2. The "fallen" nature of our lives on this earth, and do we continue to live in that fallen world/nature?
3. What Christians and especially early Quakers understood about what you might call God's "Ur-Promise" [original/first promise made] in verse 3:15?
But first, I just want to point out something I think most writers have missed - the fact that there is a whole lot of "irony" and sophistication in the story. First of all, the serpent says to Eve, that the creator God has lied to them. God has told them if they eat the fruit of the tree of the knowledge of good and evil they will "die." But the serpent says, "You will not die; for God knows that when you eat of it your eyes will be opened, and you will be like God, knowing good and evil" (2:4-5). And then when they both eat of the fruit, the text tells us "the eyes of both of them were opened." They see that they are naked and they feel ashamed. But God is not trying to keep them from being like gods; he has created them specifically to be like Him - the one and only God. And when the text tells us that their eyes were "opened" I think we should see this as irony. They have by their disobedience become less like Him and less able to see and less alive. Their fallen condition will be one of spiritual death, spiritual blindness and spiritual debasement. I think early Friends saw that these results of the fall were all internal. They have separated themselves from the divine nature God planted in them.

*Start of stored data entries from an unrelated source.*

//! Collector loop: the single writer of the frequency store.
//!
//! | Event | Action |
//! |-------|--------|
//! | queued post | run the ingest pipeline |
//! | summary timer | rank in summary mode; publish in the background |
//! | sweep timer | evict observations older than the horizon |
//! | queue closed / shutdown | wait for background publishes, then return |

use super::events::{EventLoop, LoopEvent};
use crate::config::StoreConfig;
use crate::nostr::Event;
use crate::publish::Publisher;
use crate::services::{IngestPipeline, RankingMode, RankingPolicy, compute_ranking};
use crate::Error;
use std::sync::Arc;
use std::time::Duration;
use tokio::sync::{mpsc, watch};
use tokio::task::JoinSet;
use tracing::{debug, info, warn};

/// Timers owned by the collector.
#[derive(Debug, Clone, Copy, PartialEq, Eq, Hash)]
pub enum CollectorTimer {
    /// Periodic ranking publish.
    Summary,
    /// Periodic age eviction.
    Sweep,
}

/// Consumes queued posts and drives the periodic summary and sweep.
#[derive(Clone)]
pub struct Collector {
    pipeline: IngestPipeline,
    publisher: Arc<Publisher>,
    policy: RankingPolicy,
    retention: StoreConfig,
    summary_interval: Duration,
}

impl Collector {
    /// Creates a collector with default thresholds and intervals.
    #[must_use]
    pub fn new(pipeline: IngestPipeline, publisher: Arc<Publisher>) -> Self {
        Self {
            pipeline,
            publisher,
            policy: RankingPolicy::default(),
            retention: StoreConfig::default(),
            summary_interval: Duration::from_secs(60 * 60),
        }
    }

    /// Sets the ranking thresholds.
    #[must_use]
    pub const fn with_policy(mut self, policy: RankingPolicy) -> Self {
        self.policy = policy;
        self
    }

    /// Sets the retention horizon and sweep interval.
    #[must_use]
    pub const fn with_retention(mut self, retention: StoreConfig) -> Self {
        self.retention = retention;
        self
    }

    /// Sets the summary interval.
    #[must_use]
    pub const fn with_summary_interval(mut self, interval: Duration) -> Self {
        self.summary_interval = interval;
        self
    }

    /// Runs until `queue` closes or `shutdown` is raised.
    pub async fn run(self, queue: mpsc::Receiver<Event>, shutdown: watch::Receiver<bool>) {
        let mut events = EventLoop::new(queue, shutdown)
            .with_timer(CollectorTimer::Summary, self.summary_interval)
            .with_timer(CollectorTimer::Sweep, self.retention.sweep_interval);
        let mut publishes = JoinSet::new();

        loop {
            match events.next().await {
                LoopEvent::Message(event) => {
                    let outcome = self.pipeline.ingest(&event);
                    debug!(event_id = %event.id, outcome = outcome.as_str(), "Post ingested");
                },
                LoopEvent::Tick(CollectorTimer::Summary) => self.summarize(&mut publishes),
                LoopEvent::Tick(CollectorTimer::Sweep) => {
                    self.pipeline
                        .store()
                        .sweep_older_than(chrono::Utc::now(), self.retention.horizon);
                },
                LoopEvent::Closed | LoopEvent::Shutdown => break,
            }
        }

        let pending = publishes.len();
        if pending > 0 {
            info!(pending, "Waiting for in-flight summaries");
        }
        while publishes.join_next().await.is_some() {}
        debug!("Collector stopped");
    }

    /// Computes the summary ranking and publishes it in the background.
    fn summarize(&self, publishes: &mut JoinSet<()>) {
        let items = match compute_ranking(self.pipeline.store(), RankingMode::Summary, &self.policy)
        {
            Ok(items) => items,
            Err(Error::InsufficientData { groups, required }) => {
                info!(groups, required, "Skipping summary, not enough data");
                return;
            },
            Err(e) => {
                warn!(error = %e, "Summary ranking failed");
                return;
            },
        };

        let publisher = Arc::clone(&self.publisher);
        publishes.spawn(async move {
            if let Err(e) = publisher.publish(&items, None).await {
                warn!(error = %e, "Summary publish failed");
            }
        });
    }
}
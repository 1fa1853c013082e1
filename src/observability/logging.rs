//! Structured logging configuration.

use std::path::PathBuf;

/// Log filter used when neither `BUZZWORD_LOG` nor `RUST_LOG` is set.
const DEFAULT_FILTER: &str = "info";

/// Log filter used with `--verbose`.
const VERBOSE_FILTER: &str = "debug";

/// Log line format.
#[derive(Debug, Clone, Copy, PartialEq, Eq, Default)]
pub enum LogFormat {
    /// Human-readable multi-line output.
    #[default]
    Pretty,
    /// One JSON object per line.
    Json,
}

impl LogFormat {
    /// Parses a format name; unknown names fall back to [`LogFormat::Pretty`].
    #[must_use]
    pub fn parse(value: &str) -> Self {
        match value.trim().to_lowercase().as_str() {
            "json" => Self::Json,
            _ => Self::Pretty,
        }
    }
}

/// Logging configuration.
#[derive(Debug, Clone, PartialEq, Eq)]
pub struct LoggingConfig {
    /// `EnvFilter` directives.
    pub filter: String,
    /// Output format.
    pub format: LogFormat,
    /// Append-mode log file; stderr when `None`.
    pub file: Option<PathBuf>,
}

impl LoggingConfig {
    /// Builds the configuration from process environment variables.
    #[must_use]
    pub fn from_env(verbose: bool) -> Self {
        Self::from_lookup(|key| std::env::var(key).ok(), verbose)
    }

    /// Builds the configuration from an arbitrary variable lookup.
    ///
    /// `--verbose` wins over any filter from the environment.
    #[must_use]
    pub fn from_lookup(lookup: impl Fn(&str) -> Option<String>, verbose: bool) -> Self {
        let value = |key: &str| {
            lookup(key)
                .map(|v| v.trim().to_string())
                .filter(|v| !v.is_empty())
        };

        let filter = if verbose {
            VERBOSE_FILTER.to_string()
        } else {
            value("BUZZWORD_LOG")
                .or_else(|| value("RUST_LOG"))
                .unwrap_or_else(|| DEFAULT_FILTER.to_string())
        };

        Self {
            filter,
            format: value("BUZZWORD_LOG_FORMAT").map_or_else(LogFormat::default, |v| LogFormat::parse(&v)),
            file: value("BUZZWORD_LOG_FILE").map(PathBuf::from),
        }
    }
}

#[cfg(test)]
mod tests {
    use super::*;
    use std::collections::HashMap;

    fn lookup(vars: &[(&str, &str)]) -> impl Fn(&str) -> Option<String> {
        let vars: HashMap<String, String> = vars
            .iter()
            .map(|(k, v)| ((*k).to_string(), (*v).to_string()))
            .collect();
        move |key| vars.get(key).cloned()
    }

    #[test]
    fn test_defaults() {
        let config = LoggingConfig::from_lookup(lookup(&[]), false);
        assert_eq!(config.filter, "info");
        assert_eq!(config.format, LogFormat::Pretty);
        assert!(config.file.is_none());
    }

    #[test]
    fn test_buzzword_log_wins_over_rust_log() {
        let config = LoggingConfig::from_lookup(
            lookup(&[("BUZZWORD_LOG", "buzzword=trace"), ("RUST_LOG", "warn")]),
            false,
        );
        assert_eq!(config.filter, "buzzword=trace");

        let config = LoggingConfig::from_lookup(lookup(&[("RUST_LOG", "warn")]), false);
        assert_eq!(config.filter, "warn");
    }

    #[test]
    fn test_verbose_forces_debug() {
        let config = LoggingConfig::from_lookup(lookup(&[("BUZZWORD_LOG", "warn")]), true);
        assert_eq!(config.filter, "debug");
    }

    #[test]
    fn test_format_and_file() {
        let config = LoggingConfig::from_lookup(
            lookup(&[("BUZZWORD_LOG_FORMAT", "JSON"), ("BUZZWORD_LOG_FILE", "/tmp/bw.log")]),
            false,
        );
        assert_eq!(config.format, LogFormat::Json);
        assert_eq!(config.file, Some(PathBuf::from("/tmp/bw.log")));
        assert_eq!(LogFormat::parse("yaml"), LogFormat::Pretty);
    }
}
//! Tokenizer contract and the built-in script-run tokenizer.
//!
//! Morphological analysis is an external collaborator: anything that turns
//! a normalized string into surface/label pairs can implement
//! [`Tokenizer`]. The crate ships [`ScriptTokenizer`], which segments text
//! into runs of one writing script and consults a [`UserDictionary`] first,
//! so the binary works without a full IPA dictionary.

mod dictionary;
mod script;

pub use dictionary::{DictionaryEntry, UserDictionary};
pub use script::{Script, ScriptTokenizer};

use crate::Result;
use crate::models::Token;

/// Splits normalized text into classified tokens.
pub trait Tokenizer: Send + Sync {
    /// Tokenizes `text`.
    ///
    /// # Errors
    ///
    /// Returns an error if the underlying analyzer fails; the caller
    /// discards the post.
    fn tokenize(&self, text: &str) -> Result<Vec<Token>>;
}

But then comes the promise (also called by early Latin speaking Christians the "protoevangelium" [original "good news"] - mysterious and embedded in the punishments God imposes - and this needs to be presented in one of the older translations to be appreciated in the Quaker context I am trying to present: "I will put enmity between thee and the woman, and between thy seed and her seed; it shall bruise thy head, and thou shalt bruise his heel" (KJ Version). This promise that someday a descendant of Eve - her "seed" - would defeat the serpent. Early Christians took this to be a prophesy of Christ's victory over sin. Christ was to be the second Adam, and his victory over the seed of the serpent (evil/sin/the fallen condition of man) would permit things to revert to the original intention God had for us - to be His presence on earth, to be faithful in all things to Him. Fox's famous quote -
“And when I myself was in the deep, under all shut up, I could not believe that I should ever overcome; my troubles, my sorrows, and my temptations were so great, that I thought many times I should have despaired, I was so tempted. But when Christ opened to me how he was tempted by the same Devil, and had overcome him and bruised his head, and that through him and his power, light, grace and spirit, I should overcome also, I had confidence in him.” (12)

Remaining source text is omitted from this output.